The fact that we not only found Rob, but got him back alive and totally okay (no brain damage, for instance) is astounding and overwhelming beyond words, and we are living in the amazement and gratitude for what feels like a miracle (and for our personal angel, Erika Orlando, the woman who found him and, by doing so, saved his life – and ours). At the same time, it is hard to describe my other reality – the fact that for many minutes I was living with the horror and grief of thinking my little boy was dead. Those emotions and that fear got somehow seared into my mind and heart, and it has been hard to come fully back from those moments.

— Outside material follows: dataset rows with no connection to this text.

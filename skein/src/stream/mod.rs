//! Stream Modes (§4.5): four ways to observe a run — silent (`None`), typed
//! telemetry (`Events`), raw provider passthrough (`OpenAI`/`raw`), and the
//! Vercel AI SDK Data Stream Protocol (`Vercel`), the last built on top of
//! `Events`.

pub mod events;
pub mod raw;
pub mod vercel;

use serde_json::Value;

use crate::message::{Message, RetryRecord};
use crate::thread::Thread;

/// The kind of telemetry an [`ExecutionEvent`] carries. Mirrors the original
/// framework's `EventType` enum almost verbatim (§9): this crate keeps it as
/// a plain enum rather than a class hierarchy since every event is a tagged
/// union member, not a type with its own behavior.
#[derive(Clone, Copy, Debug, PartialEq, Eq, serde::Serialize, serde::Deserialize)]
#[serde(rename_all = "snake_case")]
pub enum EventType {
    IterationStart,
    IterationLimit,
    LlmRequest,
    LlmStreamChunk,
    LlmThinkingChunk,
    LlmResponse,
    ToolSelected,
    ToolProgress,
    ToolResult,
    ToolError,
    MessageCreated,
    ExecutionError,
    ExecutionComplete,
}

/// One piece of run telemetry. `data` is a JSON payload whose shape depends
/// on `event_type` (documented at each emission site in the agent loop)
/// rather than a per-kind Rust struct, so new fields can be added to one
/// event's payload without widening every other kind's type.
#[derive(Clone, Debug, serde::Serialize, serde::Deserialize)]
pub struct ExecutionEvent {
    pub event_type: EventType,
    pub thread_id: String,
    pub iteration: u32,
    #[serde(default)]
    pub data: Value,
}

impl ExecutionEvent {
    pub fn new(event_type: EventType, thread_id: impl Into<String>, iteration: u32) -> Self {
        Self {
            event_type,
            thread_id: thread_id.into(),
            iteration,
            data: Value::Null,
        }
    }

    pub fn with_data(mut self, data: Value) -> Self {
        self.data = data;
        self
    }
}

/// What a run produced, for the non-streaming ("run") mode and as the final
/// value every streaming mode resolves to once its receiver is drained.
#[derive(Clone, Debug)]
pub struct AgentResult {
    pub thread: Thread,
    /// Messages appended during this call, in append order.
    pub new_messages: Vec<Message>,
    /// The last assistant message's content.
    pub output: String,
    pub success: bool,
    pub iterations: u32,
    pub duration_ms: i64,
    pub total_tokens: u32,
    /// Set when `response_type` was requested and validation succeeded.
    pub structured_data: Option<Value>,
    pub validation_retries: u32,
    pub retry_history: Vec<RetryRecord>,
}

/// Which of the four stream modes a `stream` call should render.
#[derive(Clone, Copy, Debug, PartialEq, Eq)]
pub enum StreamMode {
    /// No streaming surface; equivalent to calling `run`.
    None,
    Events,
    /// "OpenAI" / "raw" mode: untouched provider chunks.
    Raw,
    Vercel,
}

/// One value yielded by a streaming call. Which variant a given [`StreamMode`]
/// produces is fixed: `Events` yields `Event`, `Raw` and `Vercel` yield `Sse`
/// (already-framed SSE text, so callers can write it straight to a response
/// body).
#[derive(Clone, Debug)]
pub enum StreamItem {
    Event(ExecutionEvent),
    Sse(String),
}
//! Agent (§9 design note): explicit composition instead of a mixin
//! hierarchy. Holds a tool runner, a completion handler, a message factory,
//! a prompt composer's inputs, and (per call) a structured-output
//! validator, and forwards operations to each rather than inheriting from
//! them.

pub mod delegation;
mod loop_;
pub mod structured_output;

pub use delegation::DelegationTool;
pub use loop_::RunOptions;

use std::sync::Arc;

use crate::config::AgentConfig;
use crate::llm::LlmClient;
use crate::message_factory::MessageFactory;
use crate::prompt::{self, PromptContext};
use crate::tool::ToolRunner;

/// An agent: the ingested configuration plus the live components the loop
/// drives. Cheap to clone — `tools` and `llm` are already `Arc`/shared under
/// the hood.
#[derive(Clone)]
pub struct Agent {
    pub config: AgentConfig,
    pub tools: ToolRunner,
    pub llm: Arc<dyn LlmClient>,
    pub factory: MessageFactory,
    pub prompt_context: PromptContext,
}

impl Agent {
    pub fn new(config: AgentConfig, llm: Arc<dyn LlmClient>, tools: ToolRunner) -> Self {
        let factory = MessageFactory::new(config.name.clone(), config.model_name.clone());
        Self {
            config,
            tools,
            llm,
            factory,
            prompt_context: PromptContext::default(),
        }
    }

    pub fn with_prompt_context(mut self, context: PromptContext) -> Self {
        self.prompt_context = context;
        self
    }

    /// Regenerates the system prompt from the current tool set. The loop
    /// calls this once per request (§4.6 step 1 calls it "frozen" — it is
    /// cheap enough here to simply rebuild every time rather than caching
    /// and invalidating on tool-set changes).
    pub fn system_prompt(&self) -> String {
        prompt::compose_system_prompt(
            self.config.purpose.as_deref(),
            self.config.notes.as_deref(),
            &self.prompt_context,
            &self.tools.list(),
        )
    }
}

Still, every moment I get to kiss that sweet face, hug that sturdy body, smell those golden curls, and hear that little voice feels like a miracle all over again. I am beyond grateful.
It may be awhile before I return to my regular blogging, or to my regular blogging topics. I still feel fragile and vulnerable and a bit consumed with what happened that afternoon at the beach. I wanted to let you, my internet friends, know what my family has been through and why my blog may “go dark” for a bit. The earth swallowed up my little boy, and we somehow got him back.